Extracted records
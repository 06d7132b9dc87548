//! Table and Pagination View-Models
//!
//! Pure builders turning JSON records into row view-models and paged flags
//! into a three-segment pagination control. Renderers consume these; no
//! markup is produced here.

use serde_json::Value;

use crate::format::{format_currency_value, format_date, format_datetime, format_phone};
use crate::query::RecordId;

pub const NO_ITEMS_MESSAGE: &str = "No items found";

/// Badge / button colour
#[derive(Debug, Clone, Copy, PartialEq, Eq)]
pub enum Tone {
    Primary,
    Secondary,
    Success,
    Danger,
    Warning,
    Info,
}

impl Tone {
    pub fn as_str(&self) -> &'static str {
        match self {
            Tone::Primary => "primary",
            Tone::Secondary => "secondary",
            Tone::Success => "success",
            Tone::Danger => "danger",
            Tone::Warning => "warning",
            Tone::Info => "info",
        }
    }
}

/// Badge colour for an appointment status.
pub fn status_tone(status: &str) -> Tone {
    match status {
        "Scheduled" => Tone::Primary,
        "Completed" => Tone::Success,
        "Cancelled" => Tone::Danger,
        _ => Tone::Secondary,
    }
}

#[derive(Debug, Clone, Copy, PartialEq, Eq)]
pub enum ColumnType {
    Text,
    Date,
    DateTime,
    Currency,
    Phone,
    /// Yes / No badge
    Boolean,
    /// Two-label badge, e.g. Paid / Unpaid
    Flag { yes: &'static str, no: &'static str },
    /// Status badge coloured by `status_tone`
    Status,
}

#[derive(Debug, Clone, Copy, PartialEq, Eq)]
pub struct Column {
    /// Field name; dots walk nested objects (`patient_detail.full_name`)
    pub key: &'static str,
    pub label: &'static str,
    pub kind: ColumnType,
}

impl Column {
    pub const fn new(key: &'static str, label: &'static str, kind: ColumnType) -> Self {
        Self { key, label, kind }
    }
}

#[derive(Debug, Clone, PartialEq, Eq)]
pub enum Cell {
    Text(String),
    Badge { label: String, tone: Tone },
}

impl Cell {
    pub fn text(&self) -> &str {
        match self {
            Cell::Text(text) => text,
            Cell::Badge { label, .. } => label,
        }
    }
}

#[derive(Debug, Clone, Copy, PartialEq, Eq)]
pub enum ActionKind {
    View,
    Edit,
    Delete,
    /// Resource-specific action, looked up through `Resource::extra_action`
    Custom(&'static str),
}

#[derive(Debug, Clone, Copy, PartialEq, Eq)]
pub struct RowAction {
    pub kind: ActionKind,
    pub label: &'static str,
    pub tone: Tone,
}

impl RowAction {
    pub const VIEW: RowAction = RowAction { kind: ActionKind::View, label: "View", tone: Tone::Info };
    pub const EDIT: RowAction = RowAction { kind: ActionKind::Edit, label: "Edit", tone: Tone::Warning };
    pub const DELETE: RowAction = RowAction { kind: ActionKind::Delete, label: "Delete", tone: Tone::Danger };

    /// View / Edit / Delete
    pub fn standard() -> Vec<RowAction> {
        vec![Self::VIEW, Self::EDIT, Self::DELETE]
    }
}

#[derive(Debug, Clone, PartialEq, Eq)]
pub enum RowView {
    Record {
        id: RecordId,
        /// Human label used in confirmation prompts
        label: String,
        cells: Vec<Cell>,
        actions: Vec<RowAction>,
    },
    Placeholder { message: String, colspan: usize },
}

#[derive(Debug, Clone, Default, PartialEq, Eq)]
pub struct TableView {
    pub headers: Vec<&'static str>,
    pub rows: Vec<RowView>,
}

/// Walk a dotted key through nested objects.
pub fn lookup<'a>(record: &'a Value, key: &str) -> Option<&'a Value> {
    key.split('.').try_fold(record, |current, part| current.get(part))
}

pub fn record_id(record: &Value) -> Option<RecordId> {
    record.get("id").and_then(Value::as_u64)
}

fn plain_text(value: Option<&Value>) -> Option<String> {
    match value? {
        Value::Null => None,
        Value::String(s) if s.is_empty() => None,
        Value::String(s) => Some(s.clone()),
        other => Some(other.to_string()),
    }
}

fn is_truthy(value: Option<&Value>) -> bool {
    match value {
        Some(Value::Bool(b)) => *b,
        Some(Value::Number(n)) => n.as_f64().is_some_and(|f| f != 0.0),
        Some(Value::String(s)) => !s.is_empty(),
        Some(Value::Array(_)) | Some(Value::Object(_)) => true,
        Some(Value::Null) | None => false,
    }
}

/// Format one field according to its column type; blanks become `-`.
pub fn format_cell(value: Option<&Value>, kind: ColumnType) -> Cell {
    let text = match kind {
        ColumnType::Text => plain_text(value),
        ColumnType::Date => Some(format_date(value.and_then(Value::as_str))),
        ColumnType::DateTime => Some(format_datetime(value.and_then(Value::as_str))),
        ColumnType::Currency => Some(format_currency_value(value)),
        ColumnType::Phone => Some(format_phone(value.and_then(Value::as_str))),
        ColumnType::Boolean => {
            return if is_truthy(value) {
                Cell::Badge { label: "Yes".to_string(), tone: Tone::Success }
            } else {
                Cell::Badge { label: "No".to_string(), tone: Tone::Danger }
            };
        }
        ColumnType::Flag { yes, no } => {
            return if is_truthy(value) {
                Cell::Badge { label: yes.to_string(), tone: Tone::Success }
            } else {
                Cell::Badge { label: no.to_string(), tone: Tone::Warning }
            };
        }
        ColumnType::Status => {
            return match plain_text(value) {
                Some(status) => Cell::Badge { tone: status_tone(&status), label: status },
                None => Cell::Text("-".to_string()),
            };
        }
    };

    match text {
        Some(t) if !t.is_empty() => Cell::Text(t),
        _ => Cell::Text("-".to_string()),
    }
}

/// Build row view-models. When no record row remains (no items, or none with a
/// numeric id) the result is one placeholder spanning every column, plus the
/// action column when `actions` is given.
pub fn build_table_rows(
    items: &[Value],
    columns: &[Column],
    label: &dyn Fn(&Value) -> String,
    actions: Option<&dyn Fn(&Value) -> Vec<RowAction>>,
) -> Vec<RowView> {
    let rows: Vec<RowView> = items
        .iter()
        .filter_map(|item| {
            let Some(id) = record_id(item) else {
                log::warn!("[TABLE] skipping record without numeric id");
                return None;
            };
            Some(RowView::Record {
                id,
                label: label(item),
                cells: columns.iter().map(|col| format_cell(lookup(item, col.key), col.kind)).collect(),
                actions: actions.map(|render| render(item)).unwrap_or_default(),
            })
        })
        .collect();

    if rows.is_empty() {
        let colspan = columns.len() + usize::from(actions.is_some());
        return vec![RowView::Placeholder { message: NO_ITEMS_MESSAGE.to_string(), colspan }];
    }
    rows
}

/// Headers plus rows for a whole table.
pub fn build_table(
    items: &[Value],
    columns: &[Column],
    label: &dyn Fn(&Value) -> String,
    actions: Option<&dyn Fn(&Value) -> Vec<RowAction>>,
) -> TableView {
    let mut headers: Vec<&'static str> = columns.iter().map(|col| col.label).collect();
    if actions.is_some() {
        headers.push("Actions");
    }
    TableView {
        headers,
        rows: build_table_rows(items, columns, label, actions),
    }
}

// ========================
// Pagination
// ========================

/// One pagination segment; `target == None` means disabled
#[derive(Debug, Clone, Copy, PartialEq, Eq)]
pub struct PageLink {
    pub label: &'static str,
    pub target: Option<u32>,
}

impl PageLink {
    pub fn is_disabled(&self) -> bool {
        self.target.is_none()
    }
}

/// Previous / current / Next
#[derive(Debug, Clone, Copy, PartialEq, Eq)]
pub struct PaginationView {
    pub previous: PageLink,
    pub current: u32,
    pub next: PageLink,
}

/// `None` when there is neither a previous nor a next page.
pub fn build_pagination(has_previous: bool, has_next: bool, page: u32) -> Option<PaginationView> {
    if !has_previous && !has_next {
        return None;
    }
    Some(PaginationView {
        previous: PageLink {
            label: "Previous",
            target: (has_previous && page > 1).then(|| page - 1),
        },
        current: page,
        next: PageLink {
            label: "Next",
            target: has_next.then(|| page + 1),
        },
    })
}

#[cfg(test)]
mod tests {
    use super::*;
    use serde_json::json;

    const COLUMNS: &[Column] = &[
        Column::new("full_name", "Name", ColumnType::Text),
        Column::new("date_of_birth", "DOB", ColumnType::Date),
        Column::new("email", "Email", ColumnType::Text),
    ];

    fn name(record: &Value) -> String {
        record["full_name"].as_str().unwrap_or_default().to_string()
    }

    #[test]
    fn test_empty_rows_placeholder_span() {
        let with_actions = build_table_rows(&[], COLUMNS, &name, Some(&|_: &Value| RowAction::standard()));
        assert_eq!(
            with_actions,
            vec![RowView::Placeholder { message: NO_ITEMS_MESSAGE.to_string(), colspan: 4 }]
        );

        let without_actions = build_table_rows(&[], COLUMNS, &name, None);
        assert_eq!(
            without_actions,
            vec![RowView::Placeholder { message: NO_ITEMS_MESSAGE.to_string(), colspan: 3 }]
        );
    }

    #[test]
    fn test_records_without_ids_fall_back_to_placeholder() {
        let items = vec![json!({"full_name": "No Id"}), json!({"id": "7", "full_name": "String Id"})];
        let rows = build_table_rows(&items, COLUMNS, &name, Some(&|_: &Value| RowAction::standard()));
        assert_eq!(rows, vec![RowView::Placeholder { message: NO_ITEMS_MESSAGE.to_string(), colspan: 4 }]);

        let mixed = vec![json!({"full_name": "No Id"}), json!({"id": 2, "full_name": "Bo Chen"})];
        let rows = build_table_rows(&mixed, COLUMNS, &name, None);
        assert_eq!(rows.len(), 1);
        assert!(matches!(&rows[0], RowView::Record { id: 2, .. }));
    }

    #[test]
    fn test_rows_format_cells() {
        let items = vec![json!({"id": 4, "full_name": "Ann Lee", "date_of_birth": "1990-02-03", "email": null})];
        let rows = build_table_rows(&items, COLUMNS, &name, Some(&|_: &Value| vec![RowAction::EDIT]));

        let RowView::Record { id, label, cells, actions } = &rows[0] else {
            panic!("expected a record row");
        };
        assert_eq!(*id, 4);
        assert_eq!(label, "Ann Lee");
        assert_eq!(
            cells,
            &vec![
                Cell::Text("Ann Lee".to_string()),
                Cell::Text("Feb 3, 1990".to_string()),
                Cell::Text("-".to_string()),
            ]
        );
        assert_eq!(actions, &vec![RowAction::EDIT]);
    }

    #[test]
    fn test_nested_keys_and_badges() {
        let record = json!({"id": 1, "patient_detail": {"full_name": "Bo Chen"}, "paid": false, "status": "Completed"});
        assert_eq!(format_cell(lookup(&record, "patient_detail.full_name"), ColumnType::Text).text(), "Bo Chen");
        assert_eq!(lookup(&record, "patient_detail.missing"), None);
        assert_eq!(
            format_cell(lookup(&record, "paid"), ColumnType::Flag { yes: "Paid", no: "Unpaid" }),
            Cell::Badge { label: "Unpaid".to_string(), tone: Tone::Warning }
        );
        assert_eq!(
            format_cell(lookup(&record, "status"), ColumnType::Status),
            Cell::Badge { label: "Completed".to_string(), tone: Tone::Success }
        );
        assert_eq!(status_tone("No-show"), Tone::Secondary);
    }

    #[test]
    fn test_pagination_hidden_without_neighbours() {
        assert_eq!(build_pagination(false, false, 1), None);
        assert_eq!(build_pagination(false, false, 7), None);
    }

    #[test]
    fn test_pagination_segments() {
        let first = build_pagination(false, true, 1).unwrap();
        assert!(first.previous.is_disabled());
        assert_eq!(first.current, 1);
        assert_eq!(first.next.target, Some(2));

        let last = build_pagination(true, false, 5).unwrap();
        assert_eq!(last.previous.target, Some(4));
        assert!(last.next.is_disabled());
    }
}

Exercise —
In the entries above, find each line with "struct" and copy it.

Result of this exercise —
pub struct Column {
pub struct RowAction {
pub struct TableView {
pub struct PageLink {
pub struct PaginationView {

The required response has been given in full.